Our project is inspired by the recent boom in small-group social networking sites like and Zoom helping individuals connect over distances in a more intimate manor. Knowing that our goals were to work with WebVR in some degree over the weekend, we made the natural move to combine the two goals and here we are!

What it does

Our web app allows for a game of chess to be played in a VR environment, accessible through browser on desktop and mobile devices. While chess is naturally a two player game, our innovation comes in having a shared, real-time playspace, providing an experience much more akin to the natural playing/viewing rhythm of a standard chess game.

How I built it

The platform heavily utilizes Aframe, a WebVR JS library for visual rendering, along with multiple open-sourced components to extend its base functionality, such as networked-aframe for our "room" functionality and for real-time data transfer framework. Chess logic and move validation is provided by chess.js in a headless form, realized through our VR space. The whole project runs on a Node server instance, able to be containerized and deployed on most web server platforms available (as long as HTTPS is enabled, for WebVR security reasons).

Challenges I ran into

We struggled with time constraints, scope creep, and learning hurdles throughout this entire project. Having reached our deadline, we feel we could have better organized our expectations and time while building our project, knowing that this work is exploratory in nature for all members of our group (having never worked with the heavily technically complex libraries associated with WebVR before this!). Regardless, this hackathon has been an invaluable learning experience for our team members!
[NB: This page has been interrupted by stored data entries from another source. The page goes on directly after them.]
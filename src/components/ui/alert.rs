use leptos::prelude::*;
use leptos_ui::clx;

mod components {
    use super::*;
    clx! {Alert, div, "relative w-full rounded-lg border px-4 py-3 text-sm"}
    clx! {AlertTitle, h4, "mb-1 font-medium tracking-tight leading-none"}
    clx! {AlertDescription, p, "text-sm [&_p]:leading-relaxed"}
}

#[allow(unused_imports)]
pub use components::*;
use crate::pages::{AppLayout, LoginPage, ProjectPage, RegistrationPage, RootPage};
use crate::state::{AppContext, AppState};
use leptos::prelude::*;
use leptos_router::components::{Route, Router, Routes};
use leptos_router::path;

#[component]
pub fn App() -> impl IntoView {
    provide_context(AppContext(AppState::new()));

    // IMPORTANT:
    // - Leptos CSR requires the `csr` feature on `leptos`.
    // - router hooks require a <Router> context.
    view! {
        <Router>
            <Routes fallback=|| view! { <div class="px-4 py-8 text-xs text-muted-foreground">"Not found"</div> }>
                <Route path=path!("login") view=LoginPage />
                <Route path=path!("signup") view=RegistrationPage />
                <Route path=path!("project/:project_id") view=move || view! {
                    <AppLayout>
                        <ProjectPage />
                    </AppLayout>
                } />
                <Route path=path!("") view=RootPage />
            </Routes>
        </Router>
    }
}
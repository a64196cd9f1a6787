use crate::models::{AccountInfo, Category, Project};
use crate::storage::{TOKEN_KEY, USER_KEY};
use serde::{Deserialize, Serialize};

#[derive(Clone, Debug, PartialEq, Eq)]
pub(crate) enum ApiErrorKind {
    Unauthorized,
    Network,
    Http,
    Parse,
}

#[derive(Clone, Debug)]
pub(crate) struct ApiError {
    pub kind: ApiErrorKind,
    pub message: String,
}

impl std::fmt::Display for ApiError {
    fn fmt(&self, f: &mut std::fmt::Formatter<'_>) -> std::fmt::Result {
        write!(f, "{}", self.message)
    }
}

impl ApiError {
    fn network(e: reqwest::Error) -> Self {
        Self {
            kind: ApiErrorKind::Network,
            message: e.to_string(),
        }
    }

    fn parse(e: impl std::fmt::Display) -> Self {
        Self {
            kind: ApiErrorKind::Parse,
            message: e.to_string(),
        }
    }

    fn unauthorized() -> Self {
        Self {
            kind: ApiErrorKind::Unauthorized,
            message: "Unauthorized".to_string(),
        }
    }

    fn http(status: reqwest::StatusCode, body: String, ctx: &str) -> Self {
        Self {
            kind: ApiErrorKind::Http,
            message: format!("{ctx} ({status}): {body}"),
        }
    }
}

pub(crate) type ApiResult<T> = Result<T, ApiError>;

#[derive(Serialize, Deserialize, Clone, Debug)]
pub(crate) struct EnvConfig {
    pub api_url: String,
}

impl EnvConfig {
    pub fn new() -> Self {
        let default_api_url = "http://localhost:8000".to_string();

        // Deployments have shipped `window.ENV.API_URL` and `window.ENV.api_url`;
        // accept both casings.
        if let Some(window) = web_sys::window() {
            if let Some(env) = window.get("ENV") {
                if !env.is_undefined() && env.is_object() {
                    // 1) Preferred: API_URL
                    if let Ok(api_url) = js_sys::Reflect::get(&env, &"API_URL".into()) {
                        if let Some(url_str) = api_url.as_string() {
                            return Self { api_url: url_str };
                        }
                    }

                    // 2) Fallback: api_url
                    if let Ok(api_url) = js_sys::Reflect::get(&env, &"api_url".into()) {
                        if let Some(url_str) = api_url.as_string() {
                            return Self { api_url: url_str };
                        }
                    }
                }
            }
        }

        Self {
            api_url: default_api_url,
        }
    }
}

impl Default for EnvConfig {
    fn default() -> Self {
        Self::new()
    }
}

fn get_api_url() -> String {
    EnvConfig::new().api_url
}

#[derive(Serialize, Deserialize, Clone, Debug)]
pub(crate) struct LoginResponse {
    pub token: String,
    pub account: AccountInfo,
}

#[derive(Serialize, Deserialize, Clone, Debug)]
pub(crate) struct LoginRequest {
    pub email: String,
    pub password: String,
}

#[derive(Serialize, Deserialize, Clone, Debug)]
pub(crate) struct SignupRequest {
    pub email: String,
    pub password: String,
}

#[derive(Serialize, Deserialize, Clone, Debug)]
pub(crate) struct SignupResponse {
    pub token: String,
    pub account: AccountInfo,
}

#[derive(Serialize, Deserialize, Clone, Debug)]
pub(crate) struct CategoryNameRequest {
    pub name: String,
}

/// Body for `PUT /sources/projects/{id}/category`.
///
/// `category_id` must serialize as an explicit `null` to move a project to
/// "uncategorized", so no `skip_serializing_if` here.
#[derive(Serialize, Deserialize, Clone, Debug)]
pub(crate) struct UpdateProjectCategoryRequest {
    pub category_id: Option<String>,
}

#[derive(Serialize, Deserialize, Clone, Debug)]
pub(crate) struct ClaimProjectsRequest {
    pub project_ids: Vec<String>,
}

#[derive(Clone)]
pub(crate) struct ApiClient {
    pub(crate) base_url: String,
    pub(crate) token: Option<String>,
}

impl ApiClient {
    #[allow(dead_code)]
    pub fn new(base_url: String) -> Self {
        Self {
            base_url,
            token: None,
        }
    }

    pub fn load_from_storage() -> Self {
        let base_url = get_api_url();
        let token = leptos::web_sys::window()
            .and_then(|w| w.local_storage().ok().flatten())
            .and_then(|s| s.get_item(TOKEN_KEY).ok().flatten());

        Self { base_url, token }
    }

    pub fn save_to_storage(&self) {
        if let Some(storage) =
            leptos::web_sys::window().and_then(|w| w.local_storage().ok().flatten())
        {
            if let Some(token) = &self.token {
                let _ = storage.set_item(TOKEN_KEY, token);
            }
        }
    }

    pub fn clear_storage() {
        if let Some(storage) =
            leptos::web_sys::window().and_then(|w| w.local_storage().ok().flatten())
        {
            let _ = storage.remove_item(TOKEN_KEY);
            let _ = storage.remove_item(USER_KEY);
        }
    }

    pub fn set_token(&mut self, token: String) {
        self.token = Some(token);
    }

    pub(crate) fn get_auth_token(&self) -> Option<String> {
        self.token.clone()
    }

    pub fn logout(&mut self) {
        self.token = None;
        Self::clear_storage();
    }

    pub fn is_authenticated(&self) -> bool {
        self.token.is_some()
    }

    fn with_auth_headers(
        mut req: reqwest::RequestBuilder,
        token: Option<String>,
    ) -> reqwest::RequestBuilder {
        if let Some(token) = token {
            req = req.header("Authorization", format!("Bearer {}", token));
        }
        req
    }

    async fn send(
        &self,
        method: reqwest::Method,
        path: &str,
        body: Option<&impl serde::Serialize>,
    ) -> ApiResult<reqwest::Response> {
        let client = reqwest::Client::new();
        let url = format!("{}{}", self.base_url, path);
        let mut req = client.request(method, url);
        req = Self::with_auth_headers(req, self.get_auth_token());

        if let Some(b) = body {
            req = req.json(b);
        }

        let res = req.send().await.map_err(ApiError::network)?;

        if res.status().is_success() {
            Ok(res)
        } else if res.status().as_u16() == 401 {
            Err(ApiError::unauthorized())
        } else {
            let status = res.status();
            let body = res.text().await.unwrap_or_default();
            Err(ApiError::http(status, body, "Request failed"))
        }
    }

    async fn request<T: serde::de::DeserializeOwned>(
        &self,
        method: reqwest::Method,
        path: &str,
        body: Option<&impl serde::Serialize>,
    ) -> ApiResult<T> {
        let res = self.send(method, path, body).await?;
        res.json().await.map_err(ApiError::parse)
    }

    /// For endpoints whose success response is 2xx with an empty body.
    async fn request_empty(
        &self,
        method: reqwest::Method,
        path: &str,
        body: Option<&impl serde::Serialize>,
    ) -> ApiResult<()> {
        let _ = self.send(method, path, body).await?;
        Ok(())
    }

    // ---- auth ----

    pub async fn login(&self, email: &str, password: &str) -> ApiResult<LoginResponse> {
        self.request(
            reqwest::Method::POST,
            "/auth/login",
            Some(&LoginRequest {
                email: email.to_string(),
                password: password.to_string(),
            }),
        )
        .await
    }

    pub async fn signup(&self, email: &str, password: &str) -> ApiResult<SignupResponse> {
        self.request(
            reqwest::Method::POST,
            "/auth/register",
            Some(&SignupRequest {
                email: email.to_string(),
                password: password.to_string(),
            }),
        )
        .await
    }

    // ---- categories ----

    pub async fn get_categories(&self) -> ApiResult<Vec<Category>> {
        let data: serde_json::Value = self
            .request(reqwest::Method::GET, "/categories/", None::<&()>)
            .await?;
        Ok(Self::parse_category_list_response(data))
    }

    pub async fn create_category(&self, name: &str) -> ApiResult<Category> {
        self.request(
            reqwest::Method::POST,
            "/categories/",
            Some(&CategoryNameRequest {
                name: name.to_string(),
            }),
        )
        .await
    }

    pub async fn update_category(&self, category_id: &str, name: &str) -> ApiResult<Category> {
        self.request(
            reqwest::Method::PUT,
            &format!("/categories/{category_id}"),
            Some(&CategoryNameRequest {
                name: name.to_string(),
            }),
        )
        .await
    }

    pub async fn delete_category(&self, category_id: &str) -> ApiResult<()> {
        self.request_empty(
            reqwest::Method::DELETE,
            &format!("/categories/{category_id}"),
            None::<&()>,
        )
        .await
    }

    // ---- projects ----

    /// `category_id = None` lists all projects. The query parameter is always
    /// present (empty means "all"), matching the backend contract.
    pub async fn get_projects(&self, category_id: Option<&str>) -> ApiResult<Vec<Project>> {
        let q = urlencoding::encode(category_id.unwrap_or_default()).into_owned();
        let data: serde_json::Value = self
            .request(
                reqwest::Method::GET,
                &format!("/sources/projects/?category_id={q}"),
                None::<&()>,
            )
            .await?;
        Ok(Self::parse_project_list_response(data))
    }

    pub async fn update_project_category(
        &self,
        project_id: &str,
        category_id: Option<String>,
    ) -> ApiResult<()> {
        self.request_empty(
            reqwest::Method::PUT,
            &format!("/sources/projects/{project_id}/category"),
            Some(&UpdateProjectCategoryRequest { category_id }),
        )
        .await
    }

    pub async fn delete_project(&self, project_id: &str) -> ApiResult<()> {
        self.request_empty(
            reqwest::Method::DELETE,
            &format!("/sources/projects/{project_id}"),
            None::<&()>,
        )
        .await
    }

    /// Transfer ownership of guest-created projects to the current account.
    pub async fn claim_projects(&self, project_ids: Vec<String>) -> ApiResult<()> {
        self.request_empty(
            reqwest::Method::POST,
            "/sources/projects/claim",
            Some(&ClaimProjectsRequest { project_ids }),
        )
        .await
    }

    // ---- response parsing ----

    // The backend has been observed returning both a bare array and an object
    // wrapping the array; accept both and skip malformed records.

    pub(crate) fn parse_category_list_response(data: serde_json::Value) -> Vec<Category> {
        let list = data
            .as_array()
            .cloned()
            .or_else(|| {
                data.get("categories")
                    .and_then(|v| v.as_array())
                    .cloned()
            })
            .unwrap_or_default();

        let mut out: Vec<Category> = Vec::with_capacity(list.len());
        for item in list {
            if let Ok(c) = serde_json::from_value::<Category>(item) {
                if !c.id.trim().is_empty() && !c.name.trim().is_empty() {
                    out.push(c);
                }
            }
        }

        out
    }

    pub(crate) fn parse_project_list_response(data: serde_json::Value) -> Vec<Project> {
        let list = data
            .as_array()
            .cloned()
            .or_else(|| data.get("projects").and_then(|v| v.as_array()).cloned())
            .unwrap_or_default();

        let mut out: Vec<Project> = Vec::with_capacity(list.len());
        for item in list {
            if let Ok(p) = serde_json::from_value::<Project>(item) {
                if !p.id.trim().is_empty() {
                    out.push(p);
                }
            }
        }

        out
    }
}

#[cfg(test)]
mod tests {
    use super::*;

    #[test]
    fn test_api_client_new() {
        let client = ApiClient::new("http://localhost:8000".to_string());
        assert_eq!(client.base_url, "http://localhost:8000");
        assert!(client.token.is_none());
    }

    #[test]
    fn test_api_client_set_token() {
        let mut client = ApiClient::new("http://localhost:8000".to_string());
        client.set_token("test-token".to_string());
        assert_eq!(client.token, Some("test-token".to_string()));
    }

    #[test]
    fn test_api_client_is_authenticated() {
        let mut client = ApiClient::new("http://localhost:8000".to_string());
        assert!(!client.is_authenticated());
        client.set_token("t".to_string());
        assert!(client.is_authenticated());
    }

    #[test]
    fn test_move_body_serializes_explicit_null() {
        let req = UpdateProjectCategoryRequest { category_id: None };
        let v = serde_json::to_value(req).expect("should serialize");
        // Moving to "uncategorized" must send `null`, not omit the field.
        assert!(v.get("category_id").is_some());
        assert!(v["category_id"].is_null());
    }

    #[test]
    fn test_move_body_serializes_category_id() {
        let req = UpdateProjectCategoryRequest {
            category_id: Some("cat-1".to_string()),
        };
        let v = serde_json::to_value(req).expect("should serialize");
        assert_eq!(v["category_id"], "cat-1");
    }

    #[test]
    fn test_claim_request_serialization() {
        let req = ClaimProjectsRequest {
            project_ids: vec!["g1".to_string(), "g2".to_string()],
        };
        let v = serde_json::to_value(req).expect("should serialize");
        assert_eq!(v["project_ids"], serde_json::json!(["g1", "g2"]));
    }

    #[test]
    fn test_parse_category_list_bare_array() {
        let data = serde_json::json!([
            {"id": "c1", "name": "Work", "created_at": "2024-01-01T00:00:00Z"},
            {"id": "c2", "name": "School"}
        ]);
        let cats = ApiClient::parse_category_list_response(data);
        assert_eq!(cats.len(), 2);
        assert_eq!(cats[0].name, "Work");
        assert_eq!(cats[1].created_at, "");
    }

    #[test]
    fn test_parse_category_list_wrapped_and_malformed() {
        let data = serde_json::json!({
            "categories": [
                {"id": "c1", "name": "Work"},
                {"id": "", "name": "nameless id"},
                {"name": "missing id"},
                42
            ]
        });
        let cats = ApiClient::parse_category_list_response(data);
        assert_eq!(cats.len(), 1);
        assert_eq!(cats[0].id, "c1");
    }

    #[test]
    fn test_parse_project_list_skips_malformed() {
        let data = serde_json::json!([
            {
                "id": "p1",
                "title": "Rust book",
                "created_at": "2024-01-01T00:00:00Z",
                "updated_at": "2024-01-01T00:00:00Z",
                "category_id": "c1",
                "source_count": 3
            },
            {"title": "no id"},
            {"id": "", "title": "empty id", "created_at": "", "updated_at": ""}
        ]);
        let projects = ApiClient::parse_project_list_response(data);
        assert_eq!(projects.len(), 1);
        assert_eq!(projects[0].category_id.as_deref(), Some("c1"));
        assert_eq!(projects[0].source_count, 3);
    }

    #[test]
    fn test_login_response_contract_deserialize() {
        let json = r#"{
            "token": "jwt-token",
            "account": {"id": 1, "email": "u@example.com"}
        }"#;
        let parsed: LoginResponse =
            serde_json::from_str(json).expect("login response should parse");
        assert_eq!(parsed.token, "jwt-token");
        // account is opaque; just ensure it's an object
        assert!(parsed.account.extra.is_object());
    }
}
Accomplishments that I'm proud of

The first time we saw multiple members moving in a room in real-time through a VR space hosted on the web felt like technical wizardry, and a real breakthrough success in the project. It gave us a proper direction of what we wanted to build, and that vision held us through through the end.

What I learned

A strong guiding light in a project's vision is invaluable for development. Technology may change, processes may change, but the design goals (once set) provide an incredibly valuable safety net for when things break during crunch time! - Wade K. The possibilities for connective experiences on the web are infinite! We can take a simple idea and create a experience that can be shared between multiple users - Lawrence W.

What's next for Multiplayer VR Chess

Next, we want to build the community further. We want to create interaction circles so that users can only send their audio to other users closer to them. We would also like creating a more interactive scene where users can explore other rooms and possibly work towards creating a VR campus environment.